Figure 2 Forest plot illustrating HRs for long-term mortality. Units are not standardized. DL-CXR score is expressed in a continuous scale from 0 to 1, age in bins of 10 years, BMI in a continuous scale as raw BMI, sex/severe CAD/angina are Boolean values (0 = absence; 1 = presence). DL-CXR, deep learning chest X-ray; CAD, coronary artery disease; BMI, body mass index; HR, hazard ratio; CI, confidence Interval.

The DL-CXR risk score AUC was 0.793 (95% CI: 0.75–0.82, sensitivity 78%, specificity 68%), significantly better than that achieved when using coronary angiography findings (AUC: 0.569, 95% CI: 0.52–0.61) (P<0.001) and age (AUC 0.735, 95% CI: 0.69–0.77) (P<0.004) as predictors. The DL-CXR mortality prediction model improved when age and CAD status at the referral time were included (AUC 0.809; 95% CI: 0.77–0.84) (Figure 3) (15). Table 2 summarizes the confusion matrix of the model including DL-CXR score, age, and CAD status.

Figure 3 Receiver operating characteristic curves for binary classification of survival/mortality at median follow-up. The AUC values are as follows: 0.809 for AI (DL-CXR) + age + CAD, 0.793 for DL-CXR, 0.735 for age, and 0.569 for CAD. Modified from (15) with permission from Oxford University Press. AUC, area under the curve; AI, artificial intelligence; CAD, coronary artery disease; DL-CXR, deep learning chest X-ray.

Table 2

Confusion matrix of the internal validation cohort

CAD status	Predicted positive	Predicted negative
Severe CAD	834 (TP)	123 (FN)
Absence of severe CAD	84 (FP)	129 (TN)

The model includes DL-CXR score, CAD status, and age. Metrics: areas under the curve: 0.81; sensitivity: 87%; specificity: 61%; precision: 91%; negative predictive value: 49%. CAD, coronary artery disease; TP, true positive; FP, false positive; FN, false negative; TN, true negative; DL-CXR, deep learning chest X-ray.
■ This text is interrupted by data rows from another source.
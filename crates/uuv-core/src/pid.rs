use serde::{Deserialize, Serialize};

fn default_windup_guard() -> f64 {
    20.0
}

/// Gains and bounds of a single-axis PID.
#[derive(Debug, Clone, Copy, PartialEq, Serialize, Deserialize)]
pub struct PidGains {
    pub kp: f64,
    pub ki: f64,
    pub kd: f64,
    pub min: f64,
    pub max: f64,
    #[serde(default = "default_windup_guard")]
    pub windup_guard: f64,
}

impl PidGains {
    pub const fn new(kp: f64, ki: f64, kd: f64, min: f64, max: f64) -> Self {
        Self {
            kp,
            ki,
            kd,
            min,
            max,
            windup_guard: 20.0,
        }
    }

    pub const fn with_windup_guard(mut self, windup_guard: f64) -> Self {
        self.windup_guard = windup_guard;
        self
    }

    pub fn is_valid(&self) -> bool {
        [self.kp, self.ki, self.kd, self.min, self.max, self.windup_guard]
            .iter()
            .all(|v| v.is_finite())
            && self.min <= self.max
            && self.windup_guard >= 0.0
    }
}

impl Default for PidGains {
    fn default() -> Self {
        Self::new(0.0, 0.0, 0.0, 0.0, 1.0)
    }
}

// Unlike `f64::clamp` this never panics on inverted or NaN bounds.
fn bound(value: f64, lo: f64, hi: f64) -> f64 {
    value.max(lo).min(hi)
}

/// Contributions of each term to the last output.
#[derive(Debug, Clone, Copy, Default, PartialEq)]
pub struct PidTerms {
    pub p: f64,
    pub i: f64,
    pub d: f64,
}

/// Single-axis PID with integral anti-windup and output clamping.
///
/// The proportional term is clamped to `[min, max]` before the integral and
/// derivative terms are added, and the sum is clamped again with the same
/// bounds.
#[derive(Debug, Clone)]
pub struct Pid {
    gains: PidGains,
    target: f64,
    integral: f64,
    previous_error: Option<f64>,
    terms: PidTerms,
    output: f64,
}

impl Pid {
    pub fn new(gains: PidGains) -> Self {
        Self {
            gains,
            target: 0.0,
            integral: 0.0,
            previous_error: None,
            terms: PidTerms::default(),
            output: 0.0,
        }
    }

    pub fn set_target(&mut self, target: f64) {
        self.target = target;
    }

    pub fn target(&self) -> f64 {
        self.target
    }

    pub fn gains(&self) -> &PidGains {
        &self.gains
    }

    pub fn output(&self) -> f64 {
        self.output
    }

    pub fn terms(&self) -> PidTerms {
        self.terms
    }

    pub fn update(&mut self, feedback: f64, dt: f64) -> f64 {
        let g = &self.gains;
        let error = self.target - feedback;

        self.integral = bound(self.integral + error * dt, -g.windup_guard, g.windup_guard);

        let derivative = match self.previous_error {
            Some(previous) if dt > 0.0 => (error - previous) / dt,
            _ => 0.0,
        };
        self.previous_error = Some(error);

        let p = bound(g.kp * error, g.min, g.max);
        let i = g.ki * self.integral;
        let d = g.kd * derivative;

        self.terms = PidTerms { p, i, d };
        self.output = bound(p + i + d, g.min, g.max);
        self.output
    }

    pub fn reset(&mut self) {
        self.integral = 0.0;
        self.previous_error = None;
        self.terms = PidTerms::default();
        self.output = 0.0;
    }
}

#[cfg(test)]
mod tests {
    use super::*;
    use approx::assert_relative_eq;

    #[test]
    fn proportional_only() {
        let mut pid = Pid::new(PidGains::new(2.0, 0.0, 0.0, -10.0, 10.0));
        pid.set_target(1.5);
        assert_relative_eq!(pid.update(0.5, 0.1), 2.0);
    }

    #[test]
    fn first_update_has_no_derivative() {
        let mut pid = Pid::new(PidGains::new(0.0, 0.0, 5.0, -100.0, 100.0));
        pid.set_target(1.0);
        assert_eq!(pid.update(0.0, 0.1), 0.0);
        // Error unchanged, derivative still zero.
        assert_eq!(pid.update(0.0, 0.1), 0.0);
        // Error drops from 1.0 to 0.5 over 0.1s.
        assert_relative_eq!(pid.update(0.5, 0.1), -25.0, epsilon = 1e-9);
    }

    #[test]
    fn zero_dt_disables_derivative() {
        let mut pid = Pid::new(PidGains::new(0.0, 0.0, 5.0, -100.0, 100.0));
        pid.update(0.0, 0.1);
        pid.set_target(3.0);
        assert_eq!(pid.update(0.0, 0.0), 0.0);
    }

    #[test]
    fn integral_is_bounded_by_windup_guard() {
        let mut pid = Pid::new(PidGains::new(0.0, 1.0, 0.0, -100.0, 100.0).with_windup_guard(2.0));
        pid.set_target(10.0);
        for _ in 0..100 {
            pid.update(0.0, 0.1);
        }
        assert_relative_eq!(pid.output(), 2.0);
        assert_relative_eq!(pid.terms().i, 2.0);
    }

    #[test]
    fn proportional_term_clamped_before_sum() {
        // P alone saturates at max; the final clamp holds the sum there.
        let mut pid = Pid::new(PidGains::new(100.0, 1.0, 0.0, -3.0, 3.0));
        pid.set_target(1.0);
        pid.update(0.0, 1.0);
        assert_eq!(pid.terms().p, 3.0);
        assert_eq!(pid.output(), 3.0);

        // Negative P saturates at min even though the integral is positive.
        pid.set_target(-1.0);
        pid.update(0.0, 0.0);
        assert_eq!(pid.terms().p, -3.0);
        assert_relative_eq!(pid.output(), -2.0);
    }

    #[test]
    fn reset_clears_state() {
        let mut pid = Pid::new(PidGains::new(1.0, 1.0, 1.0, -10.0, 10.0));
        pid.set_target(1.0);
        pid.update(0.0, 0.1);
        pid.reset();
        assert_eq!(pid.output(), 0.0);
        assert_eq!(pid.terms(), PidTerms::default());
        // Target is kept, derivative starts fresh.
        assert_eq!(pid.target(), 1.0);
        assert_relative_eq!(pid.update(0.0, 0.1), 1.1);
    }

    #[test]
    fn default_gains_are_valid() {
        assert!(PidGains::default().is_valid());
        assert!(!PidGains::new(f64::NAN, 0.0, 0.0, 0.0, 1.0).is_valid());
        assert!(!PidGains::new(1.0, 0.0, 0.0, 1.0, 0.0).is_valid());
    }
}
External validation with 193 patients confirmed the DL-CXR risk score prediction performance (AUC: 0.71; 95% CI: 0.49–0.92; sensitivity 0.838; specificity 0.338). KM survival analysis revealed a graded association between DL-CXR risk score categories and mortality (P=0.04) (Figure S1).

Heat maps and nomogram for mortality prediction

Attention maps were generated using the DCNN that demonstrated the highest performance, specifically the one incorporating the DL-CXR risk score, CAD status, and age. Heat map activations predominantly focused on areas including the cardiac silhouette, left ventricular apex, pulmonary bases, pulmonary parenchyma, costophrenic sinuses, pulmonary hila, thoracic aorta, neck/supra-aortic vessels, and the clavicle region. Interactive nomograms, derived from the Cox regression analysis, are presented as illustrative cases. These nomograms enable the prediction of mortality risks based on the DL-CXR score, CAD status, and age (Figure S2).

Discussion

Our study shows that: (I) the DCNN model predicted long-term (6-year) overall mortality from a single CXR view performed in patients referred for coronary angiogram for suspected angina pectoris; (II) DL-based prediction of long-term mortality outperformed the prediction based on age, sex and CAD presence/severity; (III) the intrinsic generalizability of the model is supported by the fact that the dataset covered many years of clinical routine, in a large academic hospital, where CXRs are performed using different radiographic equipment; (IV) the DL-CXR performance has been confirmed with validation, internal and external, on patients referred for a similar reason (chest pain, CAD suspicion) to a different medical facility in a different European country; (V) although our results are encouraging, the DCNN has not been tested on a broader population without chest pain, with a lower prevalence of CAD, with a less complex comorbidity profile who may have a lower long-term mortality rate.

CXR is a routine first-line diagnostic armamentarium in patients referred for suspected cardiopulmonary conditions. CXR contains a plethora of information about the patient’s general health, such as body habitus, cardiovascular condition, pulmonary status [lung congestion, interstitial lung disease, chronic obstructive pulmonary disease (COPD)], and the bones/skeletal condition, including mineral density. All this information is related to the presence of comorbidities and a frailty profile that may impact follow-up survival (16-20) and may support the fact that DL-read plain CXR may predict patients’ outcomes better than any single risk factor taken alone. The DL-CXR risk could be a surrogate for frailty and other comorbidities and could be capturing unmeasured confounders, such as chronic pulmonary disease, osteoporosis, and many other comorbidities that may suggest worse prognosis and frailty.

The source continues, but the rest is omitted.